There have been other responses to Pride parades overrun with bad politics and problematic corporations. In Naarm, the Midsumma parade has been disrupted for the last few years. People have stopped the parade to protest the inclusion of corporations and the police. This has been met with a variety of responses, though generally the crowd have been negative, even spitting on protesters and trying to physically remove them. This year, the police physically assaulted at least one trans person.
Disruptions of corporate Prides have been happening internationally as well, though we mostly hear about those happening in the US. For example, a recent article on Feministing reported that four young black LGBTQ activists who held a demonstration at the Pride parade in Stonewall Columbus were arrested. Three of the young people have so far been found guilty on six misdemeanour charges, and the fourth still faces a felony charge. The chair of the Stonewall Columbus board helped testify and convict each of them.
Having people from our communities arrested at Pride for disrupting the parade is so bleak.
Historically, we can turn to look at ACT UP (AIDS Coalition to Unleash Power) for their disruptions of Pride parades, and for using their bodies in queer resistance on the streets. Despite their own issues, it is still exciting to learn about the many ways ACT UP orchestrated protests that were about a more radical queer agenda than some corporations with a rainbow slapped over their logo and a banal claim for equal love. ACT UP literally used the dead bodies of their loved ones, taking them to the streets and demanding change.
In light of the postal vote in this country, more radical queers are now facing a huge challenge: the State is claiming that we are equal. Those of us who are precarious workers, face inequality due to gender, race, ability and more, do not have the luxury of even pretending this is true. We always knew that the comfortable middle class gays would retreat from their 20, 000 strong protests after they won marriage. The sheer fact of the Liberals marching in the parade this year proved us right.

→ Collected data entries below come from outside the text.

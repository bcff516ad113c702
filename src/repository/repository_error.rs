use crate::error::*;

#[derive(Debug)]
pub enum RepositoryError {
    RecordNotFound,
    DuplicateRecord,
}

impl IServiceError for RepositoryError {
    fn error_type(&self) -> String {
        use RepositoryError::*;

        match self {
            RecordNotFound => "record_not_found",
            DuplicateRecord => "duplicate_record",
        }
        .to_string()
    }

    fn status_code(&self) -> http::StatusCode {
        use RepositoryError::*;

        match self {
            RecordNotFound => http::StatusCode::NOT_FOUND,
            DuplicateRecord => http::StatusCode::CONFLICT,
        }
    }
}
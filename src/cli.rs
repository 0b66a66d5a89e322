//! Command-line interface for Lifeboat
//!
//! Uses clap with derive for type-safe CLI parsing

use clap::{CommandFactory, Parser, Subcommand};
use clap_complete::Shell;
use std::path::PathBuf;

/// Lifeboat - remote MySQL rescue over SSH
#[derive(Parser)]
#[command(name = "lifeboat")]
#[command(author, version, about, long_about = None)]
#[command(propagate_version = true)]
pub struct Cli {
    /// Configuration file path
    #[arg(short, long, default_value = "lifeboat.toml")]
    pub config: PathBuf,

    /// Enable verbose output (echoes remote commands)
    #[arg(short, long)]
    pub verbose: bool,

    #[command(subcommand)]
    pub command: Commands,
}

/// Available commands
#[derive(Subcommand)]
pub enum Commands {
    /// Probe the remote MySQL daemon and print its status
    Status {
        /// Output in JSON format
        #[arg(long)]
        json: bool,
    },

    /// Probe and, if the daemon is down, restart it once and re-probe
    Repair {
        /// Output in JSON format
        #[arg(long)]
        json: bool,
    },

    /// Open the interactive operator console
    Console,

    /// Generate shell completion scripts
    Completion {
        /// Shell to generate completion for
        #[arg(value_enum)]
        shell: Shell,
    },
}

impl Cli {
    /// Parse CLI arguments
    pub fn parse_args() -> Self {
        Self::parse()
    }

    /// Generate shell completion scripts
    pub fn generate_completion(shell: Shell) {
        let mut cmd = Self::command();
        clap_complete::generate(shell, &mut cmd, "lifeboat", &mut std::io::stdout());
    }
}
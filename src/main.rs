//! Lifeboat - remote MySQL rescue over SSH
//!
//! Connects to a single remote host, checks whether the MySQL daemon is
//! alive by cross-checking its PID file against the process table, and
//! restarts the service unit when it is down.

mod cli;
mod console;
mod error;
mod manifest;
mod session;
mod sickbay;

use cli::{Cli, Commands};
use error::Result;
use session::Session;
use sickbay::{RestartOutcome, ServiceStatus};

fn main() {
    if let Err(e) = run() {
        eprintln!("Error: {}", e);
        std::process::exit(1);
    }
}

fn run() -> Result<()> {
    let cli = Cli::parse_args();

    match cli.command {
        Commands::Completion { shell } => {
            cli::Cli::generate_completion(shell);
            Ok(())
        }

        Commands::Status { json } => {
            let config = manifest::load(&cli.config)?;
            let mut session = Session::open(&config)?.with_verbose(cli.verbose);
            let status = sickbay::probe_once(&mut session)?;

            if json {
                let report = serde_json::json!({
                    "host": config.host.address,
                    "service": "mysql",
                    "status": status,
                });
                println!("{}", serde_json::to_string_pretty(&report).unwrap());
            } else {
                println!("MySQL on {}: {}", config.host.address, status);
            }

            Ok(())
        }

        Commands::Repair { json } => {
            let config = manifest::load(&cli.config)?;
            let mut session = Session::open(&config)?.with_verbose(cli.verbose);
            let outcome = sickbay::run_once(&mut session)?;

            if json {
                let report = serde_json::json!({
                    "host": config.host.address,
                    "service": "mysql",
                    "outcome": outcome,
                    "status": outcome.final_status(),
                });
                println!("{}", serde_json::to_string_pretty(&report).unwrap());
            } else {
                match outcome {
                    RestartOutcome::AlreadyRunning => {
                        println!("MySQL on {} is already running.", config.host.address);
                    }
                    RestartOutcome::Restarted => {
                        println!("MySQL on {} restarted successfully.", config.host.address);
                    }
                    RestartOutcome::RestartFailed => {
                        println!(
                            "MySQL on {} is still down after the restart.",
                            config.host.address
                        );
                    }
                }
            }

            // A restart that did not bring the daemon back is an operational
            // failure even though the invocation itself completed.
            if outcome.final_status() == ServiceStatus::NotRunning {
                std::process::exit(1);
            }

            Ok(())
        }

        Commands::Console => {
            let config = manifest::load(&cli.config)?;
            console::run(&config, cli.verbose)
        }
    }
}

In going forward, we will have to look back at our history for lessons, and learn from those protesting now. We need to avoid succumbing to crumbs that homonormativity offers and demand nothing less than liberation. We know that the only way we have ever been heard is by disrupting. The chant at the first Mardi Gras was “Out of the bars, in to the streets” perhaps this will need to be revived. Though, I guess because of misogyny and the privileges of some in our community, there are only gay male bars now. So it may just have to be “in to the streets”.
Jess Ison is doing a PhD and tutoring at La Trobe University. She is a representative for the Institute for Critical Animal Studies, a rescuer for the Coalition against duck shooting and an editor for Writing from Below. Jess can be found most nights ranting about prison abolition, fermentation and high heels.